The room was set up for a person to aid or even direct the commission of the
charged offense, and the jury was entitled to conclude that Appellant was that
person. After reviewing all of the evidence in a light most favorable to the
verdict, we hold that a rational finder of fact could conclude that Appellant
was in the bedroom assisting or aiding or directing the ongoing sale of the
methamphetamines found in the living room. Accordingly, we overrule
Appellant’s first and second issues.
Stricken Testimony
In
his third issue, Appellant argues that the trial court erred in striking the
testimony of his father.
This
issue arose when Appellant called his father, James Nelson, Sr. (Nelson), as a
witness. Nelson had been in the yard of the house when the police arrived, and
he was arrested along with Appellant and Appellant’s mother. Nelson’s attorney
objected to his client being called as a witness, instructed him to assert his
Fifth Amendment right not to testify, and instructed him to refuse to testify.
The trial court overruled the objections and ordered Nelson to testify.

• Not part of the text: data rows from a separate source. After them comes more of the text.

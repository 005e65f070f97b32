// Millisecond tick plumbing between the timer interrupt and the main
// context. riscv32imc has no 64-bit atomics, so shared counters go
// through critical sections instead.

use core::cell::Cell;

use critical_section::Mutex;

/// Monotonic millisecond clock.
pub trait Clock {
    fn now_ms(&self) -> u64;
}

/// Shared 64-bit counter: one writer, any readers.
///
/// Backs both the ISR-driven tick counter and the last-completed-round
/// stamp. The critical section keeps reads whole on 32-bit targets.
pub struct TickCell(Mutex<Cell<u64>>);

impl TickCell {
    pub const fn new(value: u64) -> Self {
        Self(Mutex::new(Cell::new(value)))
    }

    pub fn get(&self) -> u64 {
        critical_section::with(|cs| self.0.borrow(cs).get())
    }

    pub fn set(&self, value: u64) {
        critical_section::with(|cs| self.0.borrow(cs).set(value));
    }

    /// Add `ms` to the counter. Called from the tick interrupt.
    #[inline]
    pub fn advance(&self, ms: u64) {
        critical_section::with(|cs| {
            let cell = self.0.borrow(cs);
            cell.set(cell.get().wrapping_add(ms));
        });
    }
}
// Abstract USB-host-stack capability. The concrete stack owns
// enumeration and transport; this seam carries what the control plane
// needs: lifecycle, one service iteration, the four callback slots
// (drained as events), and the CDC queries the policy handlers use.

use crate::usb::serial_number::SerialNumber;

/// CDC line coding as last set by the host.
#[derive(Debug, Clone, Copy, PartialEq, Eq)]
pub struct LineCoding {
    pub bit_rate: u32,
    pub data_bits: u8,
    pub parity: u8,
    pub stop_bits: u8,
}

impl Default for LineCoding {
    fn default() -> Self {
        Self {
            bit_rate: 115_200,
            data_bits: 8,
            parity: 0,
            stop_bits: 1,
        }
    }
}

/// Reports surfaced by the stack during [`UsbDeviceStack::service`]
/// and drained synchronously inside the pump, in arrival order.
#[derive(Debug, Clone, Copy, PartialEq, Eq)]
pub enum UsbEvent {
    Mounted,
    Unmounted,
    /// A DTR/RTS control-line change on the virtual serial port.
    LineState { dtr: bool, rts: bool },
    /// The byte registered via `set_wanted_byte` arrived on the RX
    /// path. Carries the byte as delivered by the host connection.
    WantedByte(u8),
}

pub trait UsbDeviceStack {
    /// One-time controller bring-up, before `start`.
    fn init_hardware(&mut self);

    /// Start enumeration. The serial number must already be derived;
    /// the stack serves it from its descriptor set.
    fn start(&mut self, serial: &SerialNumber);

    /// Whether stack initialization has completed.
    fn inited(&self) -> bool;

    /// Drive one iteration of the stack's internal processing.
    fn service(&mut self);

    /// Next pending report, if any. Drained after every `service`.
    fn next_event(&mut self) -> Option<UsbEvent>;

    /// Flush buffered outbound serial data.
    fn flush_write(&mut self);

    /// Discard buffered inbound serial data.
    fn flush_read(&mut self);

    /// Line coding currently in effect on the virtual serial port.
    fn line_coding(&self) -> LineCoding;

    /// Register the single byte reported via [`UsbEvent::WantedByte`].
    fn set_wanted_byte(&mut self, byte: u8);

    /// Start the secondary serial-MIDI function, where the stack has
    /// one.
    fn start_midi(&mut self) {}
}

Appellant’s counsel asked Nelson about thirty preliminary questions. Nelson’s
attorney objected several times during the testimony, reasserting Nelson’s
right to refuse to testify and his right to invoke his rights outside the
presence of the jury. Eventually, the trial court changed course, allowed
Nelson to leave the witness stand, and instructed the jury that it was not to
consider his testimony for any purpose.
Generally,
a witness who asserts a Fifth Amendment right not to testify may not be
compelled to testify, and Texas courts have held that a defendant does not have
a right to force a witness to invoke his right not to testify in front of the
jury. See Counselman v. Hitchcock, 142 U.S. 547, 561–62, 12 S.
Ct. 195, 197–98, 35 L. Ed. 1110 (1892); Rodriguez v. State, 513
S.W.2d 594, 596 (Tex. Crim. App. 1974). The issues presented by the Fifth
Amendment can be complicated, especially in an instance where a witness invokes
his right when he is not entitled to do so or when the state refuses to offer
immunity to a defense witness. See, e.g., Coffey v. State,
796 S.W.2d 175, 179 (Tex. Crim. App. 1990) (immunized witness refused to
testify); Norman v. State, 588 S.W.2d 340, 343–45 (Tex. Crim.
App. 1979) (trial court erred by not granting the defendant’s request for
immunity for a state informant to compel the informant’s testimony).
The
issues in this case are complicated. Appellant invited this error, if it was
error, by insisting on compelling Nelson’s nonimmunized testimony. And the
question of a proper remedy once Nelson was compelled to testify does not have
an easy answer. Appellant does not address these complications in his one
paragraph argument on this issue nor does he include any citation to authority
on this issue. We need not determine whether Appellant has waived this issue
on appeal, however, because he failed to preserve his complaint by way of a
contemporaneous objection in the trial court. See Tex. R. App. P. 33.1. The trial court
gave the instruction to disregard to the jury without first notifying the
parties of its intent to do so. However, Appellant had an opportunity to
object to the trial court’s striking of the testimony, and he did not object.
Therefore, we hold that Appellant has failed to preserve this issue for our
review. We overrule Appellant’s third issue.
Disposition
Having
overruled Appellant’s three issues, we affirm the judgment of the
trial court.
James
T. Worthen
Chief Justice
Opinion
delivered April 29, 2011.
Panel
consisted of Worthen, C.J., Griffith, J., and Hoyle, J.